Cromwell explained on Indiegogo (the campaign is over now):
From early on I liked gardens more than gardening. Hour and hours of weeding, seeding and cutting and all I could think of was, how could this be made more fun? One day when seeding some meadow flowers it struck me, this could be made much easier, faster, better using a shotgun. Said and done, soon I had emptied a shotgun shell of lead and filled it with flower seeds.
This only made me more motivated, I tested different seeds, different ways of closing the shell after modification, different amount of gunpowder, different angels of firing and different guns.
Walking through a field of meadow flowers, cornflowers, daisies and poppies an early summer Sunday morning made me realize this was working. This flourishing field was my creation; it was all done with 142 shotgun shells. Finally I’ve cracked it, I was done. It worked.

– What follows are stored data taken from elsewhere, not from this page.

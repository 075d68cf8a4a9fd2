//! Machine State Repository
//!
//! Lifecycle state and process id per (pipeline instance, machine) pair.

use async_trait::async_trait;
use chrono::{DateTime, Utc};
use convoy_core::domain::lifecycle::MachineState;
use convoy_core::domain::machine::MachineAssignment;
use convoy_core::{MachineId, PipelineId};
use sqlx::PgPool;

use crate::error::{OrchestratorError, Result};

#[async_trait]
pub trait MachineStateRepository: Send + Sync {
    async fn get(
        &self,
        pipeline_id: PipelineId,
        machine_id: MachineId,
    ) -> Result<Option<MachineAssignment>>;

    /// Creates the pairing in `Initializing`, or returns the existing one
    async fn create(
        &self,
        pipeline_id: PipelineId,
        machine_id: MachineId,
    ) -> Result<MachineAssignment>;

    /// Stores a new state, clearing the process id for states that imply no process
    ///
    /// Edge legality is checked by the caller.
    async fn set_state(
        &self,
        pipeline_id: PipelineId,
        machine_id: MachineId,
        state: MachineState,
    ) -> Result<()>;

    async fn set_pid(
        &self,
        pipeline_id: PipelineId,
        machine_id: MachineId,
        pid: Option<String>,
    ) -> Result<()>;

    async fn list_for_pipeline(&self, pipeline_id: PipelineId) -> Result<Vec<MachineAssignment>>;

    async fn list_all(&self) -> Result<Vec<MachineAssignment>>;

    async fn delete(&self, pipeline_id: PipelineId, machine_id: MachineId) -> Result<bool>;
}

pub(crate) fn assignment_not_found(pipeline_id: PipelineId, machine_id: MachineId) -> OrchestratorError {
    OrchestratorError::not_found(
        "machine assignment",
        format!("{}/{}", pipeline_id, machine_id),
    )
}

/// Postgres implementation of MachineStateRepository
pub struct PgMachineStateRepository {
    pool: PgPool,
}

impl PgMachineStateRepository {
    pub fn new(pool: PgPool) -> Self {
        Self { pool }
    }
}

#[async_trait]
impl MachineStateRepository for PgMachineStateRepository {
    async fn get(
        &self,
        pipeline_id: PipelineId,
        machine_id: MachineId,
    ) -> Result<Option<MachineAssignment>> {
        let row = sqlx::query_as::<_, AssignmentRow>(
            r#"
            SELECT pipeline_id, machine_id, state, process_pid, created_at, updated_at
            FROM machine_assignments
            WHERE pipeline_id = $1 AND machine_id = $2
            "#,
        )
        .bind(pipeline_id)
        .bind(machine_id)
        .fetch_optional(&self.pool)
        .await?;

        Ok(row.map(|r| r.into()))
    }

    async fn create(
        &self,
        pipeline_id: PipelineId,
        machine_id: MachineId,
    ) -> Result<MachineAssignment> {
        let assignment = MachineAssignment::new(pipeline_id, machine_id);

        sqlx::query(
            r#"
            INSERT INTO machine_assignments (pipeline_id, machine_id, state, process_pid,
                                             created_at, updated_at)
            VALUES ($1, $2, $3, NULL, $4, $5)
            ON CONFLICT (pipeline_id, machine_id) DO NOTHING
            "#,
        )
        .bind(pipeline_id)
        .bind(machine_id)
        .bind(assignment.state.as_str())
        .bind(assignment.created_at)
        .bind(assignment.updated_at)
        .execute(&self.pool)
        .await?;

        self.get(pipeline_id, machine_id)
            .await?
            .ok_or_else(|| assignment_not_found(pipeline_id, machine_id))
    }

    async fn set_state(
        &self,
        pipeline_id: PipelineId,
        machine_id: MachineId,
        state: MachineState,
    ) -> Result<()> {
        let result = sqlx::query(
            r#"
            UPDATE machine_assignments
            SET state = $1,
                process_pid = CASE WHEN $2 THEN NULL ELSE process_pid END,
                updated_at = $3
            WHERE pipeline_id = $4 AND machine_id = $5
            "#,
        )
        .bind(state.as_str())
        .bind(state.clears_pid())
        .bind(Utc::now())
        .bind(pipeline_id)
        .bind(machine_id)
        .execute(&self.pool)
        .await?;

        if result.rows_affected() == 0 {
            return Err(assignment_not_found(pipeline_id, machine_id));
        }

        Ok(())
    }

    async fn set_pid(
        &self,
        pipeline_id: PipelineId,
        machine_id: MachineId,
        pid: Option<String>,
    ) -> Result<()> {
        let result = sqlx::query(
            r#"
            UPDATE machine_assignments
            SET process_pid = $1, updated_at = $2
            WHERE pipeline_id = $3 AND machine_id = $4
            "#,
        )
        .bind(pid)
        .bind(Utc::now())
        .bind(pipeline_id)
        .bind(machine_id)
        .execute(&self.pool)
        .await?;

        if result.rows_affected() == 0 {
            return Err(assignment_not_found(pipeline_id, machine_id));
        }

        Ok(())
    }

    async fn list_for_pipeline(&self, pipeline_id: PipelineId) -> Result<Vec<MachineAssignment>> {
        let rows = sqlx::query_as::<_, AssignmentRow>(
            r#"
            SELECT pipeline_id, machine_id, state, process_pid, created_at, updated_at
            FROM machine_assignments
            WHERE pipeline_id = $1
            ORDER BY machine_id ASC
            "#,
        )
        .bind(pipeline_id)
        .fetch_all(&self.pool)
        .await?;

        Ok(rows.into_iter().map(|r| r.into()).collect())
    }

    async fn list_all(&self) -> Result<Vec<MachineAssignment>> {
        let rows = sqlx::query_as::<_, AssignmentRow>(
            r#"
            SELECT pipeline_id, machine_id, state, process_pid, created_at, updated_at
            FROM machine_assignments
            ORDER BY pipeline_id ASC, machine_id ASC
            "#,
        )
        .fetch_all(&self.pool)
        .await?;

        Ok(rows.into_iter().map(|r| r.into()).collect())
    }

    async fn delete(&self, pipeline_id: PipelineId, machine_id: MachineId) -> Result<bool> {
        let result = sqlx::query(
            "DELETE FROM machine_assignments WHERE pipeline_id = $1 AND machine_id = $2",
        )
        .bind(pipeline_id)
        .bind(machine_id)
        .execute(&self.pool)
        .await?;

        Ok(result.rows_affected() > 0)
    }
}

// =============================================================================
// Database Row Types
// =============================================================================

#[derive(sqlx::FromRow)]
struct AssignmentRow {
    pipeline_id: i64,
    machine_id: i64,
    state: String,
    process_pid: Option<String>,
    created_at: DateTime<Utc>,
    updated_at: DateTime<Utc>,
}

impl From<AssignmentRow> for MachineAssignment {
    fn from(row: AssignmentRow) -> Self {
        MachineAssignment {
            pipeline_id: row.pipeline_id,
            machine_id: row.machine_id,
            // Unknown values are treated as failed deployments so they can be retried
            state: row.state.parse().unwrap_or(MachineState::InitializeFailed),
            process_pid: row.process_pid,
            created_at: row.created_at,
            updated_at: row.updated_at,
        }
    }
}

Instead of lead (or bismuth, steel, tungsten-iron, tungsten-nickel-iron and even tungsten polymer loads polluting the nature) my shell is firing flower seeds. The shell is a standard 12 gauge (0.729 in, 18.5 mm diameter) shell. The amount of gunpowder has been reduced and adjusted to fit the different seeds.
This is how the Flower Shell works:
Since the Flower Shell contains gunpowder and primer, the seeds fired from the shotgun can still be dangerous. Studio Total warns that the shells should be used with caution:
“Warning: Seeds fired from The Flower Shell may cause severe damage. The shells must be regarded as real live ammunition.”
This article (New Invention Lets You Sow Seeds with a 12-Gauge Shotgun) is a free and open source. You have permission to republish this article under a Creative Commons license with attribution to the author and AnonHQ.com.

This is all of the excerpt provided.